Nutmeg – The nutmeg tree gives two spices, mace and nutmeg. Nutmeg is the seed
kernel inside the fruit and mace is the lacy covering (aril) on the kernel. Nutmeg is
used in pies, puddings, custards, cookies and spice cakes due to its sweet
fragrance. It works well with cheese, potatoes, eggs, and some meat dishes. Mace is
milder than nutmeg.
Oregano (herb) – It grows widely in Greece and Mediterranean countries. The flavor
is strong and pungent and this spice is related to marjoram, which is milder.
Oregano is used in pizzas and also in many Mexican dishes. The essential oil of
oregano is used in food products, cosmetics, and liqueurs.

Parsley (herb) – Parsley is used mainly in the west for savory dishes.

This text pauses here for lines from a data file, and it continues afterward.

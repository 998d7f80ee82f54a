// src/core/ssh_server/authorized_keys.rs

//! Keeps the real `~/.ssh/authorized_keys` file in sync with the cluster's
//! registered peer public keys, inside a sentinel-delimited block so the
//! reconciliation never touches lines a human added by hand.

use crate::core::errors::FleetResult;
use crate::core::model::ClusterSshIdentity;
use std::io::Write;
use std::path::Path;

const BLOCK_START: &str = "# --- sylve cluster replication keys start ---";
const BLOCK_END: &str = "# --- sylve cluster replication keys end ---";

/// Rewrites the sentinel block in `path` to contain exactly the public
/// keys in `identities`, preserving everything outside the block verbatim.
/// Creates the file (and its block) if it doesn't exist yet.
pub fn reconcile(path: &Path, identities: &[ClusterSshIdentity]) -> FleetResult<()> {
    let existing = std::fs::read_to_string(path).unwrap_or_default();
    let mut out = String::with_capacity(existing.len() + identities.len() * 128);

    let before = existing.split(BLOCK_START).next().unwrap_or("");
    out.push_str(before.trim_end());
    if !out.is_empty() {
        out.push('\n');
    }

    out.push_str(BLOCK_START);
    out.push('\n');
    for identity in identities {
        out.push_str(&format!(
            "{} sylve-cluster-{}\n",
            identity.public_key.trim(),
            identity.node_uuid
        ));
    }
    out.push_str(BLOCK_END);
    out.push('\n');

    if let Some((_, after)) = existing.split_once(BLOCK_END) {
        let after = after.trim_start_matches('\n');
        if !after.is_empty() {
            out.push_str(after);
        }
    }

    if let Some(parent) = path.parent() {
        std::fs::create_dir_all(parent)?;
    }
    let mut file = std::fs::File::create(path)?;
    file.write_all(out.as_bytes())?;
    #[cfg(unix)]
    {
        use std::os::unix::fs::PermissionsExt;
        std::fs::set_permissions(path, std::fs::Permissions::from_mode(0o600))?;
    }
    Ok(())
}

#[cfg(test)]
mod tests {
    use super::*;
    use uuid::Uuid;

    fn identity(key: &str) -> ClusterSshIdentity {
        ClusterSshIdentity {
            node_uuid: Uuid::new_v4(),
            ssh_user: "root".into(),
            ssh_host: "10.0.0.2".into(),
            ssh_port: 8122,
            public_key: key.into(),
        }
    }

    #[test]
    fn preserves_hand_written_lines_outside_the_block() {
        let dir = tempfile::tempdir().unwrap();
        let path = dir.path().join("authorized_keys");
        std::fs::write(&path, "ssh-ed25519 AAAAhuman human@laptop\n").unwrap();

        reconcile(&path, &[identity("ssh-ed25519 AAAAcluster")]).unwrap();
        let contents = std::fs::read_to_string(&path).unwrap();
        assert!(contents.contains("ssh-ed25519 AAAAhuman human@laptop"));
        assert!(contents.contains("ssh-ed25519 AAAAcluster"));
    }

    #[test]
    fn repeated_reconcile_is_idempotent() {
        let dir = tempfile::tempdir().unwrap();
        let path = dir.path().join("authorized_keys");
        let identities = vec![identity("ssh-ed25519 AAAAone")];

        reconcile(&path, &identities).unwrap();
        let first = std::fs::read_to_string(&path).unwrap();
        reconcile(&path, &identities).unwrap();
        let second = std::fs::read_to_string(&path).unwrap();
        assert_eq!(first, second);
    }

    #[test]
    fn dropped_identity_is_removed_from_the_block() {
        let dir = tempfile::tempdir().unwrap();
        let path = dir.path().join("authorized_keys");
        let a = identity("ssh-ed25519 AAAAone");
        let b = identity("ssh-ed25519 AAAAtwo");

        reconcile(&path, &[a.clone(), b]).unwrap();
        reconcile(&path, &[a]).unwrap();
        let contents = std::fs::read_to_string(&path).unwrap();
        assert!(contents.contains("AAAAone"));
        assert!(!contents.contains("AAAAtwo"));
    }
}
// src/core/tasks/ssh_identity_tick.rs

//! Keeps the local `authorized_keys` file in sync with the Raft-replicated
//! `ClusterSshIdentity` registry, so a newly joined peer's key becomes
//! usable for inbound backup/replication pushes without a restart.

use crate::core::raft::storage::SqliteRaftStorage;
use crate::core::ssh_server::authorized_keys;
use std::path::PathBuf;
use std::sync::Arc;
use std::time::Duration;
use tokio::sync::broadcast;
use tracing::{error, info};

const TICK_INTERVAL: Duration = Duration::from_secs(60);

pub struct SshIdentityReconcileTask {
    storage: Arc<SqliteRaftStorage>,
    authorized_keys_path: PathBuf,
}

impl SshIdentityReconcileTask {
    pub fn new(storage: Arc<SqliteRaftStorage>, authorized_keys_path: PathBuf) -> Self {
        Self {
            storage,
            authorized_keys_path,
        }
    }

    pub async fn run(self, mut shutdown_rx: broadcast::Receiver<()>) {
        info!("authorized_keys reconciler started");
        let mut interval = tokio::time::interval(TICK_INTERVAL);
        loop {
            tokio::select! {
                _ = interval.tick() => {
                    let sm = self.storage.state_machine_snapshot().await;
                    let identities: Vec<_> = sm.cluster_ssh_identities.values().cloned().collect();
                    if let Err(e) = authorized_keys::reconcile(&self.authorized_keys_path, &identities) {
                        error!(error = %e, "authorized_keys reconciliation failed");
                    }
                }
                _ = shutdown_rx.recv() => {
                    info!("authorized_keys reconciler shutting down");
                    return;
                }
            }
        }
    }
}
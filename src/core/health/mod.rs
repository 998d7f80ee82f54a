// src/core/health/mod.rs

//! The node health reconciler (component B).

pub mod reconciler;

pub use reconciler::{ClusterMember, HealthReconciler, HttpPeerInfoSource, PeerInfoSource, PeerSnapshot};
// src/core/model/node.rs

//! The `Node` cluster object, owned by the Raft FSM and written exclusively
//! by the health reconciler (component B).

use serde::{Deserialize, Serialize};
use std::collections::BTreeSet;

#[derive(Debug, Clone, Copy, PartialEq, Eq, Serialize, Deserialize)]
#[serde(rename_all = "lowercase")]
pub enum NodeStatus {
    Online,
    Offline,
}

/// A peer's health snapshot, replicated through Raft.
///
/// Created on first successful poll; deleted when the peer falls out of the
/// Raft membership set (see [`crate::core::health::reconciler`]).
#[derive(Debug, Clone, PartialEq, Serialize, Deserialize)]
pub struct Node {
    pub uuid: uuid::Uuid,
    pub api_endpoint: String,
    pub hostname: String,
    pub status: NodeStatus,
    pub cpu_count: u32,
    pub cpu_pct: f64,
    pub mem_bytes: u64,
    pub mem_pct: f64,
    pub disk_bytes: u64,
    pub disk_pct: f64,
    pub guest_ids: BTreeSet<u64>,
}

impl Node {
    /// True when any observed field crossed a threshold relative to `self`
    /// (the previously persisted row). `self` is the existing row, `cur` is
    /// the freshly polled snapshot. Gates whether the reconciler proposes a
    /// write for this poll at all.
    pub fn has_significant_change(&self, cur: &Node) -> bool {
        if self.status != cur.status {
            return true;
        }
        if self.api_endpoint != cur.api_endpoint {
            return true;
        }
        if self.hostname != cur.hostname {
            return true;
        }
        if self.guest_ids != cur.guest_ids {
            return true;
        }
        if cur.cpu_count > 0 && self.cpu_count != cur.cpu_count {
            return true;
        }
        if cur.mem_bytes > 0 && self.mem_bytes != cur.mem_bytes {
            return true;
        }
        if cur.disk_bytes > 0 && self.disk_bytes != cur.disk_bytes {
            return true;
        }
        const PCT_THRESHOLD: f64 = 5.0;
        if (self.cpu_pct - cur.cpu_pct).abs() >= PCT_THRESHOLD {
            return true;
        }
        if (self.mem_pct - cur.mem_pct).abs() >= PCT_THRESHOLD {
            return true;
        }
        if (self.disk_pct - cur.disk_pct).abs() >= PCT_THRESHOLD {
            return true;
        }
        false
    }

    /// Sum of the three usage-percentage gauges, used by the failover
    /// controller's load-ordered target selection.
    pub fn load_score(&self) -> f64 {
        self.cpu_pct + self.mem_pct + self.disk_pct
    }
}

#[cfg(test)]
mod tests {
    use super::*;

    fn base() -> Node {
        Node {
            uuid: uuid::Uuid::nil(),
            api_endpoint: "https://10.0.0.1:8123".into(),
            hostname: "node-a".into(),
            status: NodeStatus::Online,
            cpu_count: 8,
            cpu_pct: 10.0,
            mem_bytes: 1 << 30,
            mem_pct: 20.0,
            disk_bytes: 1 << 40,
            disk_pct: 30.0,
            guest_ids: BTreeSet::from([101, 102]),
        }
    }

    #[test]
    fn no_change_when_nothing_crosses_threshold() {
        let old = base();
        let mut cur = base();
        cur.cpu_pct += 1.0; // below the 5-point threshold
        assert!(!old.has_significant_change(&cur));
    }

    #[test]
    fn change_on_status_flip() {
        let old = base();
        let mut cur = base();
        cur.status = NodeStatus::Offline;
        assert!(old.has_significant_change(&cur));
    }

    #[test]
    fn change_on_guest_set_difference() {
        let old = base();
        let mut cur = base();
        cur.guest_ids.insert(999);
        assert!(old.has_significant_change(&cur));
    }

    #[test]
    fn change_on_percentage_threshold_crossed() {
        let old = base();
        let mut cur = base();
        cur.cpu_pct += 5.0;
        assert!(old.has_significant_change(&cur));
    }

    #[test]
    fn zero_measured_value_does_not_trigger_count_change() {
        let old = base();
        let mut cur = base();
        cur.cpu_count = 0; // not measured this poll
        assert!(!old.has_significant_change(&cur));
    }
}
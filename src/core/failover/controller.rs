// src/core/failover/controller.rs

//! The failover controller (component G): leader-only. Renews leases for
//! online owners, and after three consecutive misses picks a new owner and
//! activates the guest there (locally, or over HTTP on the remote node).

use crate::core::capability::GuestLifecycle;
use crate::core::dataset::Dataset;
use crate::core::errors::{FleetError, FleetResult};
use crate::core::jwt::ClusterJwt;
use crate::core::model::{
    FailbackMode, NodeStatus, ReplicationEvent, ReplicationEventStatus, ReplicationEventType,
    ReplicationLease, ReplicationPolicy,
};
use crate::core::raft::command::{Command, ReplicationEventAction, ReplicationLeaseAction, ReplicationPolicyAction};
use crate::core::raft::router::CommandRouter;
use crate::core::raft::storage::SqliteRaftStorage;
use parking_lot::Mutex;
use std::collections::HashMap;
use std::sync::Arc;
use uuid::Uuid;

const MISSES_BEFORE_FAILOVER: u32 = 3;

pub struct FailoverController<D: Dataset, G: GuestLifecycle> {
    local_node_id: Uuid,
    dataset: Arc<D>,
    guests: Arc<G>,
    storage: Arc<SqliteRaftStorage>,
    router: Arc<CommandRouter>,
    jwt: Arc<ClusterJwt>,
    http: reqwest::Client,
    down_misses: Mutex<HashMap<i64, u32>>,
}

impl<D: Dataset, G: GuestLifecycle> FailoverController<D, G> {
    pub fn local_node_id(&self) -> Uuid {
        self.local_node_id
    }

    pub fn new(
        local_node_id: Uuid,
        dataset: Arc<D>,
        guests: Arc<G>,
        storage: Arc<SqliteRaftStorage>,
        router: Arc<CommandRouter>,
        jwt: Arc<ClusterJwt>,
    ) -> Self {
        let http = reqwest::Client::builder()
            .timeout(std::time::Duration::from_secs(5))
            .danger_accept_invalid_certs(true)
            .build()
            .expect("building failover activation http client");
        Self {
            local_node_id,
            dataset,
            guests,
            storage,
            router,
            jwt,
            http,
            down_misses: Mutex::new(HashMap::new()),
        }
    }

    pub async fn tick(&self) -> FleetResult<()> {
        let sm = self.storage.state_machine_snapshot().await;
        let now = chrono::Utc::now();

        for policy in sm.replication_policies.values() {
            if !policy.enabled {
                continue;
            }

            let Some(owner) = policy.active_node_id.or(policy.source_node_id) else {
                if let Some(node) = sm.nodes.values().find(|n| n.guest_ids.contains(&policy.guest_id)) {
                    let mut updated = policy.clone();
                    updated.active_node_id = Some(node.uuid);
                    self.router
                        .apply(Command::ReplicationPolicy(ReplicationPolicyAction::Update(updated)))
                        .await?;
                }
                continue;
            };

            let owner_online = sm
                .nodes
                .get(&owner)
                .map(|n| n.status == NodeStatus::Online)
                .unwrap_or(false);

            if owner_online {
                self.down_misses.lock().insert(policy.id, 0);
                self.renew_lease(policy, owner, now, "leader_renew").await?;

                if policy.failback_mode == FailbackMode::Auto {
                    if let Some(source) = policy.source_node_id {
                        let source_online = sm
                            .nodes
                            .get(&source)
                            .map(|n| n.status == NodeStatus::Online)
                            .unwrap_or(false);
                        if source != owner && source_online {
                            self.failover_policy_to_node(policy, source, owner, "auto_failback", &sm).await?;
                        }
                    }
                }
                continue;
            }

            let misses = {
                let mut guard = self.down_misses.lock();
                let entry = guard.entry(policy.id).or_insert(0);
                *entry += 1;
                *entry
            };

            if misses < MISSES_BEFORE_FAILOVER {
                continue;
            }

            let candidate = policy
                .normalised_targets()
                .into_iter()
                .filter(|t| t.node_id != owner)
                .filter(|t| {
                    sm.nodes
                        .get(&t.node_id)
                        .map(|n| n.status == NodeStatus::Online)
                        .unwrap_or(false)
                })
                .min_by(|a, b| {
                    let load_a = sm.nodes.get(&a.node_id).map(|n| n.load_score()).unwrap_or(f64::MAX);
                    let load_b = sm.nodes.get(&b.node_id).map(|n| n.load_score()).unwrap_or(f64::MAX);
                    b.weight
                        .cmp(&a.weight)
                        .then(load_a.partial_cmp(&load_b).unwrap_or(std::cmp::Ordering::Equal))
                        .then(a.node_id.cmp(&b.node_id))
                });

            match candidate {
                Some(target) => {
                    self.failover_policy_to_node(policy, target.node_id, owner, "lease_expired_failover", &sm)
                        .await?;
                    self.down_misses.lock().insert(policy.id, 0);
                }
                None => {
                    self.emit_event(
                        policy,
                        owner,
                        owner,
                        ReplicationEventStatus::Failed,
                        Some("no_healthy_failover_target".into()),
                    )
                    .await?;
                }
            }
        }
        Ok(())
    }

    async fn renew_lease(&self, policy: &ReplicationPolicy, owner: Uuid, now: chrono::DateTime<chrono::Utc>, reason: &str) -> FleetResult<()> {
        let lease = ReplicationLease {
            policy_id: policy.id,
            guest_type: policy.guest_type,
            guest_id: policy.guest_id,
            owner_node_id: owner,
            expires_at: now + chrono::Duration::seconds(ReplicationLease::TTL_SECS),
            version: now.timestamp_nanos_opt().unwrap_or_default() as u64,
            last_reason: reason.into(),
            last_actor: "failover_controller".into(),
        };
        self.router
            .apply(Command::ReplicationLease(ReplicationLeaseAction::Upsert(lease)))
            .await?;
        Ok(())
    }

    async fn failover_policy_to_node(
        &self,
        policy: &ReplicationPolicy,
        new_owner: Uuid,
        old_owner: Uuid,
        reason: &str,
        sm: &crate::core::raft::FleetStateMachine,
    ) -> FleetResult<()> {
        let mut updated = policy.clone();
        updated.active_node_id = Some(new_owner);
        if policy.source_mode == crate::core::model::SourceMode::FollowActive {
            updated.source_node_id = Some(new_owner);
        }
        self.router
            .apply(Command::ReplicationPolicy(ReplicationPolicyAction::Update(updated)))
            .await?;

        self.renew_lease(policy, new_owner, chrono::Utc::now(), reason).await?;
        self.emit_event(policy, old_owner, new_owner, ReplicationEventStatus::Running, None)
            .await?;

        if new_owner == self.local_node_id {
            self.activate_locally(policy).await?;
        } else if let Some(node) = sm.nodes.get(&new_owner) {
            self.activate_remote(&node.api_endpoint, policy.id).await?;
        }
        Ok(())
    }

    /// Entry point for the peer HTTP API's activate endpoint: the remote
    /// node that just became `active_node_id` for a policy calls this to
    /// mount and start the guest locally.
    pub async fn activate_by_policy_id(&self, policy_id: i64) -> FleetResult<()> {
        let sm = self.storage.state_machine_snapshot().await;
        let policy = sm
            .replication_policies
            .get(&policy_id)
            .ok_or(FleetError::ReplicationPolicyNotFound)?;
        self.activate_locally(policy).await
    }

    /// Mounts the guest's dataset subtree and starts it via the guest
    /// driver. Metadata reconciliation for a never-seen-here guest goes
    /// through the restore engine's `GuestMetadataBuilder`, not this path.
    async fn activate_locally(&self, policy: &ReplicationPolicy) -> FleetResult<()> {
        let suffix = match policy.guest_type {
            crate::core::model::GuestType::Jail => format!("jails/{}", policy.guest_id),
            crate::core::model::GuestType::Vm => format!("virtual-machines/{}", policy.guest_id),
        };
        self.dataset.mount(&suffix).await?;
        self.guests.start(policy.guest_type, policy.guest_id).await?;
        Ok(())
    }

    async fn activate_remote(&self, api_endpoint: &str, policy_id: i64) -> FleetResult<()> {
        let token = self.jwt.issue(self.local_node_id, chrono::Duration::seconds(30))?;
        let url = format!("{api_endpoint}/api/cluster/replication/internal/activate");
        self.http
            .post(url)
            .header("X-Cluster-Token", format!("Bearer {token}"))
            .json(&serde_json::json!({ "policy_id": policy_id }))
            .send()
            .await?;
        Ok(())
    }

    async fn emit_event(
        &self,
        policy: &ReplicationPolicy,
        source_node_id: Uuid,
        target_node_id: Uuid,
        status: ReplicationEventStatus,
        message: Option<String>,
    ) -> FleetResult<()> {
        let id = crate::core::raft::allocate_id(&self.storage, crate::core::raft::IdKind::ReplicationEvent).await?;
        let event = ReplicationEvent {
            id,
            policy_id: Some(policy.id),
            event_type: ReplicationEventType::Failover,
            status,
            source_node_id,
            target_node_id,
            guest_type: policy.guest_type,
            guest_id: policy.guest_id,
            started_at: chrono::Utc::now(),
            completed_at: (status != ReplicationEventStatus::Running).then(chrono::Utc::now),
            output: String::new(),
            error: message.clone(),
            message,
        };
        self.router
            .apply(Command::ReplicationEvent(ReplicationEventAction::Create(event)))
            .await?;
        Ok(())
    }
}
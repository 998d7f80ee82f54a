// src/core/backup/mod.rs

//! The ZFS backup engine (components C/D): scheduler ticks enqueue jobs
//! onto a durable queue, the executor drains it and drives `zelta`/`zfs`
//! through the [`crate::core::dataset::Dataset`] capability.

pub mod classify;
pub mod executor;
pub mod lineage;
pub mod scheduler;
pub mod suffix;

pub use classify::{classify_backup_output, rotate_indicates_not_a_replica, BackupOutcome};
pub use executor::{materialise_key, BackupExecutor};
pub use lineage::{classify as classify_lineage, resolve_snapshot_owner, LineageKind};
pub use scheduler::{BackupRunMessage, BackupScheduler, BACKUP_QUEUE_NAME};
pub use suffix::{auto_dest_suffix, is_snapshot_name};
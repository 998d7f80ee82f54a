// src/core/model/backup.rs

//! Cluster-replicated backup objects (`BackupTarget`, `BackupJob`) plus the
//! node-local `BackupEvent` log.

use chrono::{DateTime, Utc};
use serde::{Deserialize, Serialize};

/// A remote host that receives ZFS sends. Owned by the Raft FSM.
#[derive(Debug, Clone, PartialEq, Serialize, Deserialize)]
pub struct BackupTarget {
    pub id: i64,
    pub name: String,
    pub ssh_host: String,
    pub ssh_port: u16,
    /// Exactly one of `ssh_key`/`ssh_key_path` is meaningful at a time; the
    /// executor materialises `ssh_key` to `ssh_key_path` when only the
    /// former is set (see `core::backup::executor::materialise_key`).
    #[serde(default)]
    pub ssh_key: Option<String>,
    #[serde(default)]
    pub ssh_key_path: Option<String>,
    pub backup_root: String,
    pub enabled: bool,
    #[serde(default)]
    pub create_backup_root: bool,
    #[serde(default)]
    pub description: String,
}

#[derive(Debug, Clone, Copy, PartialEq, Eq, Serialize, Deserialize)]
#[serde(rename_all = "lowercase")]
pub enum BackupMode {
    Dataset,
    Jail,
    Vm,
}

#[derive(Debug, Clone, Copy, PartialEq, Eq, Serialize, Deserialize)]
#[serde(rename_all = "lowercase")]
pub enum BackupJobStatus {
    Success,
    Failed,
}

/// A scheduled backup job. Owned by the Raft FSM.
///
/// Invariant: exactly one of `source_dataset` / `jail_root_dataset` is set,
/// selected by `mode`.
#[derive(Debug, Clone, PartialEq, Serialize, Deserialize)]
pub struct BackupJob {
    pub id: i64,
    pub name: String,
    pub target_id: i64,
    #[serde(default)]
    pub runner_node_id: Option<uuid::Uuid>,
    pub mode: BackupMode,
    #[serde(default)]
    pub source_dataset: Option<String>,
    #[serde(default)]
    pub jail_root_dataset: Option<String>,
    #[serde(default)]
    pub dest_suffix: Option<String>,
    pub cron_expr: String,
    pub enabled: bool,
    #[serde(default)]
    pub force: bool,
    #[serde(default)]
    pub with_intermediates: bool,
    #[serde(default)]
    pub prune_keep_last: u32,
    #[serde(default)]
    pub prune_target: bool,
    #[serde(default)]
    pub stop_before_backup: bool,
    #[serde(default)]
    pub next_run_at: Option<DateTime<Utc>>,
    #[serde(default)]
    pub last_run_at: Option<DateTime<Utc>>,
    #[serde(default)]
    pub last_status: Option<BackupJobStatus>,
    #[serde(default)]
    pub last_error: Option<String>,
}

impl BackupJob {
    /// Selects the job's source dataset by mode.
    pub fn resolved_source(&self) -> Option<&str> {
        match self.mode {
            BackupMode::Vm | BackupMode::Dataset => self
                .source_dataset
                .as_deref()
                .or(self.jail_root_dataset.as_deref()),
            BackupMode::Jail => self
                .jail_root_dataset
                .as_deref()
                .or(self.source_dataset.as_deref()),
        }
    }

    pub fn validate(&self) -> Result<(), crate::core::errors::FleetError> {
        use crate::core::errors::FleetError;
        if self.name.trim().is_empty() {
            return Err(FleetError::NameRequired);
        }
        if self.cron_expr.trim().is_empty() {
            return Err(FleetError::CronExprRequired);
        }
        let has_source = self.source_dataset.is_some();
        let has_jail_root = self.jail_root_dataset.is_some();
        if has_source == has_jail_root {
            // exactly one must be set
            return Err(FleetError::InvalidMode);
        }
        Ok(())
    }
}

#[derive(Debug, Clone, Copy, PartialEq, Eq, Serialize, Deserialize)]
#[serde(rename_all = "lowercase")]
pub enum BackupEventStatus {
    Running,
    Success,
    Failed,
    Interrupted,
}

/// Node-local execution record of a backup run. Not replicated.
#[derive(Debug, Clone, PartialEq, Serialize, Deserialize)]
pub struct BackupEvent {
    pub id: i64,
    pub job_id: Option<i64>,
    pub mode: BackupMode,
    pub status: BackupEventStatus,
    pub source_dataset: String,
    pub target_endpoint: String,
    pub started_at: DateTime<Utc>,
    pub completed_at: Option<DateTime<Utc>>,
    pub output: String,
    pub error: Option<String>,
}

impl BackupEvent {
    /// Append-only log semantics: the only mutation `output` ever undergoes
    /// is concatenation.
    pub fn append_output(&mut self, chunk: &str) {
        self.output.push_str(chunk);
        self.output.push('\n');
    }

    /// `running` events older than this are swept to `interrupted` by the
    /// 5-minute SSH-key/event-sweep ticker.
    pub fn is_stale(&self, now: DateTime<Utc>) -> bool {
        self.status == BackupEventStatus::Running
            && now.signed_duration_since(self.started_at) > chrono::Duration::minutes(15)
    }
}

It is added to
soups, salads, sauces, eggs and several vegetable dishes.

Rosemary(herb) – Strongly aromatic herb with slightly bitter leaves. Rosemary is a

popular spice in many Mediterranean countries, especially Italy and Southern
France. Used in meat dishes and stocks.

Star Anise – Used in South Asian, Southeast Asian, and East Asian dishes, it may be
used as a substitute for anise. Star anise is commonly used in the making of liquor
(Galliano), Sambuca, pastis, and absinthe. It is also used in Indian cuisine.

Thyme (herb) – Strong-smelling herb, used in Arab, Italian, French, and Turkish
cuisines and in those derived from them. It is popularly used to flavor stocks, and
soups. This herb has many medicinal uses too.

Turmeric – A bright yellow spice powder that is actually a rhizome. It has antiseptic
and healing properties. It is mostly used in Indian, Persian, Thai and Malay dishes.
This spice also has many ceremonial uses in Indian culture.